Alfredo Casimiro diz que pedido de insolvência vai “agravar a situação da Groundforce” (com áudio)

A TAP pediu a insolvência da Groundforce, que se encontra em processo de venda. O acionista privado da empresa critica a decisão da companhia aérea.

O acionista privado da Groundforce (GF) avisa que o pedido de insolvência da empresa feito pela TAP vai agravar a situação da companhia aérea.

“A  decisão da TAP de requerer, com o patrocínio do Governo, a declaração de insolvência da SPDH Groundforce não resolve o problema da empresa. Pelo contrário, agrava-o e adia uma solução”, disse Alfredo Casimiro em comunicado divulgado esta terça-feira, 11 de maio.

A Groundforce não é um problema para a TAP. A TAP, sim, é um problema para a GF. Nenhum dos graves problemas que a TAP enfrenta se resolverá à custa da GF. É, por isso, irresponsável, agravar a situação da GF porque, inevitavelmente, isso agravará também a situação da TAP e de todos os trabalhadores deste universo”, denunciou o dono da sociedade Pasogal que detém 50,1% da GF, com os restantes 49,9% a pertencerem à TAP.

Alfredo Casimiro considera que neste processo o Governo “teve sempre dois pesos e duas medidas, senão mesmo duas caras. Usou uma cara para lidar com uma empresa pública que nacionalizou, a TAP, e outra cara para lidar com uma empresa privada que parece querer nacionalizar, a Groundforce. Tal comportamento é inaceitável num estado de direito. A crise pandémica afetou, de igual modo, empresas públicas e privadas. Reiteramos que é, portanto, inaceitável que um Governo use dois pesos e duas medidas, consoante gosta ou não gosta de uma empresa, respeita ou não respeita um empresário”.

Destacando que a TAP é uma “empresa viável e estratégica para Portugal, que dá emprego a 2.400 pessoas, está hoje em risco por causa de decisões precipitadas como esta, fruto de impulso e tomadas em nome da ambição política e não do superior interesse do país. As consequências são óbvias: com a instabilidade que está a ser criada, ambas as empresas, TAP e Groundforce, terão menos condições para iniciar o processo de recuperação económica e financeira à medida que a conjuntura o for permitindo”.
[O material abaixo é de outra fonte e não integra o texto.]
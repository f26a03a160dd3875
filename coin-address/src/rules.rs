//! Network rule table.
//!
//! Each network maps to an ordered list of codecs, tried first to last, and
//! the check applied to whatever a codec decodes. The match in [`rules_for`]
//! is exhaustive, so a new [`NetworkId`] does not build until it has rules.

use std::fmt;

use serde::Serialize;

use crate::address::{CanonicalAddress, ACCOUNT_VERSION_0X17, IOCOIN_VERSION, RIPPLE_VERSION, TRON_VERSION};
use crate::codecs::{
    AddressCodec, AionCodec, CashAddrCodec, CosmosCodec, DecredCodec, EosCodec, EvmChecksum,
    EvmCodec, Family, GrapheneCodec, GroestlLegacyCodec, IconCodec, IoTeXCodec, IostCodec,
    LegacyCodec, NanoCodec, NimiqCodec, NulsCodec, SegwitCodec, SemuxCodec, StellarCodec,
    TezosCodec, VersionedCodec, WavesCodec, ZcashTransparentCodec, ZilliqaCodec,
};
use crate::registry::{hrp_for, prefixes_for};
use crate::{AddressError, NetworkId};

/// What a network requires of a decoded value beyond the codec's own checks.
#[derive(Debug, Clone, Copy, PartialEq, Eq, Serialize)]
#[serde(rename_all = "camelCase")]
pub enum Acceptance {
    /// The codec's validation is final.
    Authoritative,
    /// The decoded version byte must be in the network's prefix set.
    PrefixSet,
    /// The decoded HRP must be the network's HRP.
    Hrp,
}

impl Acceptance {
    /// Apply this check for `network` to a decoded value.
    pub fn check(&self, network: NetworkId, address: &CanonicalAddress) -> Result<(), AddressError> {
        match self {
            Acceptance::Authoritative => Ok(()),
            Acceptance::PrefixSet => match address.legacy_prefix() {
                Some(prefix) if prefixes_for(network).contains(prefix) => Ok(()),
                Some(prefix) => Err(AddressError::IdentifierMismatch {
                    network,
                    found: format!("prefix {:#04x}", prefix),
                }),
                None => Err(address.family().not_applicable()),
            },
            Acceptance::Hrp => match address.hrp() {
                Some(hrp) if hrp_for(network).matches(hrp) => Ok(()),
                Some(hrp) => Err(AddressError::IdentifierMismatch {
                    network,
                    found: format!("hrp {:?}", hrp),
                }),
                None => Err(address.family().not_applicable()),
            },
        }
    }
}

/// One entry of a network's priority list.
#[derive(Clone, Copy)]
pub struct Rule {
    pub codec: &'static dyn AddressCodec,
    pub acceptance: Acceptance,
}

impl Rule {
    pub const fn new(codec: &'static dyn AddressCodec, acceptance: Acceptance) -> Self {
        Self { codec, acceptance }
    }

    const fn authoritative(codec: &'static dyn AddressCodec) -> Self {
        Self::new(codec, Acceptance::Authoritative)
    }
}

impl fmt::Debug for Rule {
    fn fmt(&self, f: &mut fmt::Formatter<'_>) -> fmt::Result {
        f.debug_struct("Rule")
            .field("family", &self.codec.family())
            .field("acceptance", &self.acceptance)
            .finish()
    }
}

static LEGACY: LegacyCodec = LegacyCodec;
static SEGWIT: SegwitCodec = SegwitCodec;
static COSMOS: CosmosCodec = CosmosCodec;
static CASHADDR: CashAddrCodec = CashAddrCodec;
static GROESTL_LEGACY: GroestlLegacyCodec = GroestlLegacyCodec;

static ETHEREUM: EvmCodec = EvmCodec::new(EvmChecksum::Eip55);
static WANCHAIN: EvmCodec = EvmCodec::new(EvmChecksum::Inverted);
static ICON: IconCodec = IconCodec;
static AION: AionCodec = AionCodec;
static SEMUX: SemuxCodec = SemuxCodec;

static ONTOLOGY: VersionedCodec = VersionedCodec::new(
    Family::Ontology,
    ACCOUNT_VERSION_0X17,
    bs58::Alphabet::BITCOIN,
    CanonicalAddress::Ontology,
);
static NEO: VersionedCodec = VersionedCodec::new(
    Family::Neo,
    ACCOUNT_VERSION_0X17,
    bs58::Alphabet::BITCOIN,
    CanonicalAddress::Neo,
);
static ARK: VersionedCodec = VersionedCodec::new(
    Family::Ark,
    ACCOUNT_VERSION_0X17,
    bs58::Alphabet::BITCOIN,
    CanonicalAddress::Ark,
);
static RIPPLE: VersionedCodec = VersionedCodec::new(
    Family::Ripple,
    RIPPLE_VERSION,
    bs58::Alphabet::RIPPLE,
    CanonicalAddress::Ripple,
);
static TRON: VersionedCodec = VersionedCodec::new(
    Family::Tron,
    TRON_VERSION,
    bs58::Alphabet::BITCOIN,
    CanonicalAddress::Tron,
);
static IOCOIN: VersionedCodec = VersionedCodec::new(
    Family::Iocoin,
    IOCOIN_VERSION,
    bs58::Alphabet::BITCOIN,
    CanonicalAddress::Iocoin,
);
static TEZOS: TezosCodec = TezosCodec;
static ZCASH_TRANSPARENT: ZcashTransparentCodec = ZcashTransparentCodec;
static DECRED: DecredCodec = DecredCodec;

static BRAVO: GrapheneCodec = GrapheneCodec::new(Family::Bravo, "BRV", CanonicalAddress::Bravo);
static STEEM: GrapheneCodec = GrapheneCodec::new(Family::Steem, "STM", CanonicalAddress::Steem);
static EOS: EosCodec = EosCodec;

static NIMIQ: NimiqCodec = NimiqCodec;
static STELLAR: StellarCodec = StellarCodec;
static NANO: NanoCodec = NanoCodec;
static IOST: IostCodec = IostCodec;
static NULS: NulsCodec = NulsCodec;
static IOTEX: IoTeXCodec = IoTeXCodec;
static ZILLIQA: ZilliqaCodec = ZilliqaCodec;
static WAVES: WavesCodec = WavesCodec;

// Bech32 carries a stronger checksum than Base58Check, so it goes first.
static SEGWIT_THEN_LEGACY: &[Rule] = &[
    Rule::new(&SEGWIT, Acceptance::Hrp),
    Rule::new(&LEGACY, Acceptance::PrefixSet),
];
static CASHADDR_THEN_LEGACY: &[Rule] = &[
    Rule::authoritative(&CASHADDR),
    Rule::new(&LEGACY, Acceptance::PrefixSet),
];
static LEGACY_ONLY: &[Rule] = &[Rule::new(&LEGACY, Acceptance::PrefixSet)];
static SEGWIT_THEN_GROESTL: &[Rule] = &[
    Rule::new(&SEGWIT, Acceptance::Hrp),
    Rule::authoritative(&GROESTL_LEGACY),
];
static COSMOS_ONLY: &[Rule] = &[Rule::new(&COSMOS, Acceptance::Hrp)];

static ETHEREUM_RULES: &[Rule] = &[Rule::authoritative(&ETHEREUM)];
static WANCHAIN_RULES: &[Rule] = &[Rule::authoritative(&WANCHAIN)];
static ICON_RULES: &[Rule] = &[Rule::authoritative(&ICON)];
static AION_RULES: &[Rule] = &[Rule::authoritative(&AION)];
static SEMUX_RULES: &[Rule] = &[Rule::authoritative(&SEMUX)];
static ONTOLOGY_RULES: &[Rule] = &[Rule::authoritative(&ONTOLOGY)];
static NEO_RULES: &[Rule] = &[Rule::authoritative(&NEO)];
static ARK_RULES: &[Rule] = &[Rule::authoritative(&ARK)];
static RIPPLE_RULES: &[Rule] = &[Rule::authoritative(&RIPPLE)];
static TRON_RULES: &[Rule] = &[Rule::authoritative(&TRON)];
static IOCOIN_RULES: &[Rule] = &[Rule::authoritative(&IOCOIN)];
static TEZOS_RULES: &[Rule] = &[Rule::authoritative(&TEZOS)];
static ZCASH_RULES: &[Rule] = &[Rule::authoritative(&ZCASH_TRANSPARENT)];
static DECRED_RULES: &[Rule] = &[Rule::authoritative(&DECRED)];
static BRAVO_RULES: &[Rule] = &[Rule::authoritative(&BRAVO)];
static STEEM_RULES: &[Rule] = &[Rule::authoritative(&STEEM)];
static EOS_RULES: &[Rule] = &[Rule::authoritative(&EOS)];
static NIMIQ_RULES: &[Rule] = &[Rule::authoritative(&NIMIQ)];
static STELLAR_RULES: &[Rule] = &[Rule::authoritative(&STELLAR)];
static NANO_RULES: &[Rule] = &[Rule::authoritative(&NANO)];
static IOST_RULES: &[Rule] = &[Rule::authoritative(&IOST)];
static NULS_RULES: &[Rule] = &[Rule::authoritative(&NULS)];
static IOTEX_RULES: &[Rule] = &[Rule::authoritative(&IOTEX)];
static ZILLIQA_RULES: &[Rule] = &[Rule::authoritative(&ZILLIQA)];
static WAVES_RULES: &[Rule] = &[Rule::authoritative(&WAVES)];

/// The codecs tried for `network`, in priority order.
pub fn rules_for(network: NetworkId) -> &'static [Rule] {
    use NetworkId::*;

    match network {
        Bitcoin | Litecoin | Viacoin | Qtum | DigiByte => SEGWIT_THEN_LEGACY,
        BitcoinCash => CASHADDR_THEN_LEGACY,
        Dash | Dogecoin | Zcoin | Lux | MonetaryUnit | Ravencoin => LEGACY_ONLY,
        Groestlcoin => SEGWIT_THEN_GROESTL,
        Binance | Cosmos => COSMOS_ONLY,
        Callisto | Dexon | Ellaism | Ethereum | EthereumClassic | Ethersocial | GoChain
        | PoaNetwork | Theta | ThunderToken | TomoChain | VeChain | Xdai => ETHEREUM_RULES,
        Wanchain => WANCHAIN_RULES,
        Icon => ICON_RULES,
        Ontology => ONTOLOGY_RULES,
        Xrp => RIPPLE_RULES,
        Tezos => TEZOS_RULES,
        Tron => TRON_RULES,
        Zcash | Zelcash => ZCASH_RULES,
        Nimiq => NIMIQ_RULES,
        Stellar | Kin => STELLAR_RULES,
        Aion => AION_RULES,
        Nano => NANO_RULES,
        Neo => NEO_RULES,
        Decred => DECRED_RULES,
        Iocoin => IOCOIN_RULES,
        Iost => IOST_RULES,
        Nuls => NULS_RULES,
        BravoCoin => BRAVO_RULES,
        Steem => STEEM_RULES,
        Eos => EOS_RULES,
        IoTeX => IOTEX_RULES,
        Zilliqa => ZILLIQA_RULES,
        Semux => SEMUX_RULES,
        Ark => ARK_RULES,
        Waves => WAVES_RULES,
    }
}

/// The codec families tried for `network`, in priority order.
pub fn priority(network: NetworkId) -> Vec<Family> {
    rules_for(network).iter().map(|rule| rule.codec.family()).collect()
}

#[cfg(test)]
mod tests {
    use super::*;
    use crate::address::LegacyAddress;
    use crate::types::Hash160;
    use crate::registry::Hrp;

    #[test]
    fn test_every_network_has_rules() {
        for network in NetworkId::ALL {
            assert!(!rules_for(*network).is_empty(), "{} has no rules", network);
        }
    }

    #[test]
    fn test_priority_orders() {
        assert_eq!(priority(NetworkId::Bitcoin), vec![Family::Segwit, Family::Legacy]);
        assert_eq!(priority(NetworkId::BitcoinCash), vec![Family::CashAddr, Family::Legacy]);
        assert_eq!(priority(NetworkId::Dogecoin), vec![Family::Legacy]);
        assert_eq!(
            priority(NetworkId::Groestlcoin),
            vec![Family::Segwit, Family::GroestlLegacy]
        );
        assert_eq!(priority(NetworkId::Binance), vec![Family::CosmosBech32]);
        assert_eq!(priority(NetworkId::VeChain), vec![Family::Ethereum]);
        assert_eq!(priority(NetworkId::Kin), vec![Family::Stellar]);
        assert_eq!(priority(NetworkId::Zelcash), vec![Family::ZcashTransparent]);
    }

    #[test]
    fn test_prefix_rules_have_prefixes() {
        for network in NetworkId::ALL {
            for rule in rules_for(*network) {
                match rule.acceptance {
                    Acceptance::PrefixSet => {
                        assert!(!prefixes_for(*network).is_empty(), "{}", network)
                    }
                    Acceptance::Hrp => assert_ne!(hrp_for(*network), Hrp::Unknown, "{}", network),
                    Acceptance::Authoritative => {}
                }
            }
        }
    }

    #[test]
    fn test_prefix_check() {
        let dash_p2sh = CanonicalAddress::Legacy(LegacyAddress {
            prefix: 0x10,
            hash: Hash160::new([1; 20]),
        });
        assert_eq!(Acceptance::PrefixSet.check(NetworkId::Dash, &dash_p2sh), Ok(()));
        assert_eq!(Acceptance::PrefixSet.check(NetworkId::MonetaryUnit, &dash_p2sh), Ok(()));
        assert_eq!(
            Acceptance::PrefixSet.check(NetworkId::Bitcoin, &dash_p2sh),
            Err(AddressError::IdentifierMismatch {
                network: NetworkId::Bitcoin,
                found: "prefix 0x10".to_string(),
            })
        );
        assert_eq!(Acceptance::Authoritative.check(NetworkId::Bitcoin, &dash_p2sh), Ok(()));
    }

    #[test]
    fn test_hrp_check() {
        let ltc = SegwitCodec
            .decode("ltc1qg82tyqlnsm4f2fqpnj3mehuzvpyrplsday80wy")
            .unwrap();
        assert_eq!(Acceptance::Hrp.check(NetworkId::Litecoin, &ltc), Ok(()));
        assert_eq!(
            Acceptance::Hrp.check(NetworkId::Bitcoin, &ltc),
            Err(AddressError::IdentifierMismatch {
                network: NetworkId::Bitcoin,
                found: "hrp \"ltc\"".to_string(),
            })
        );
    }

    #[test]
    fn test_rule_debug() {
        let text = format!("{:?}", rules_for(NetworkId::Bitcoin)[0]);
        assert_eq!(text, "Rule { family: Segwit, acceptance: Hrp }");
    }
}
No comunicado divulgado na segunda-feira, a TAP justifica as razões para avançar para o pedido de insolvência: “Face ao agravamento da situação financeira da SPdH; à inexistência de soluções credíveis para a possibilidade de obtenção de financiamento por parte desta sociedade (em particular, na sequência da recusa de financiamento e de prestação de garantia por parte da Caixa Geral de Depósitos e do Banco Português de Fomento); e à falta de condições que, na perspetiva da TAP, o acionista maioritário da SPdH, por si ou através dos membros que indicou para o órgão de administração da SPdH, tem para restabelecer a confiança dos seus credores; a TAP entendeu que o requerimento de declaração de insolvência da SPdH é a solução que melhor protege a generalidade dos stakeholders desta sociedade”.

A TAP garante que o pedido de insolvência não vai paralisar a operação da Groundforce, nem vai travar o processo de venda da empresa de ‘handling’.

No sábado, Alfredo Casimiro anunciou ter colocado à venda a totalidade da sua participação na Groundforce, tendo mandatado o banco Nomura para assessorar o processo de venda.

O empresário, que ocupa os cargos de presidente executivo e presidente do conselho de administração da companhia, pede que seja dada “especial atenção” aos belgas da Aviapartner por terem a capacidade financeira para assegurar o futuro da empresa.

“Dei instruções para que seja dada especial atenção à Aviapartner, empresa belga que beneficiou recentemente de um relevante apoio económico e financeiro do Estado Belga, no âmbito das ajudas extraordinárias ao setor da aviação, com vista a minorar as consequências da crise pandémica”, segundo o comunicado.

“Por via desse apoio, a Aviapartner estará melhor capitalizada e em melhores condições para garantir a viabilidade futura da Groundforce e a manutenção dos postos de trabalho”, acrescenta.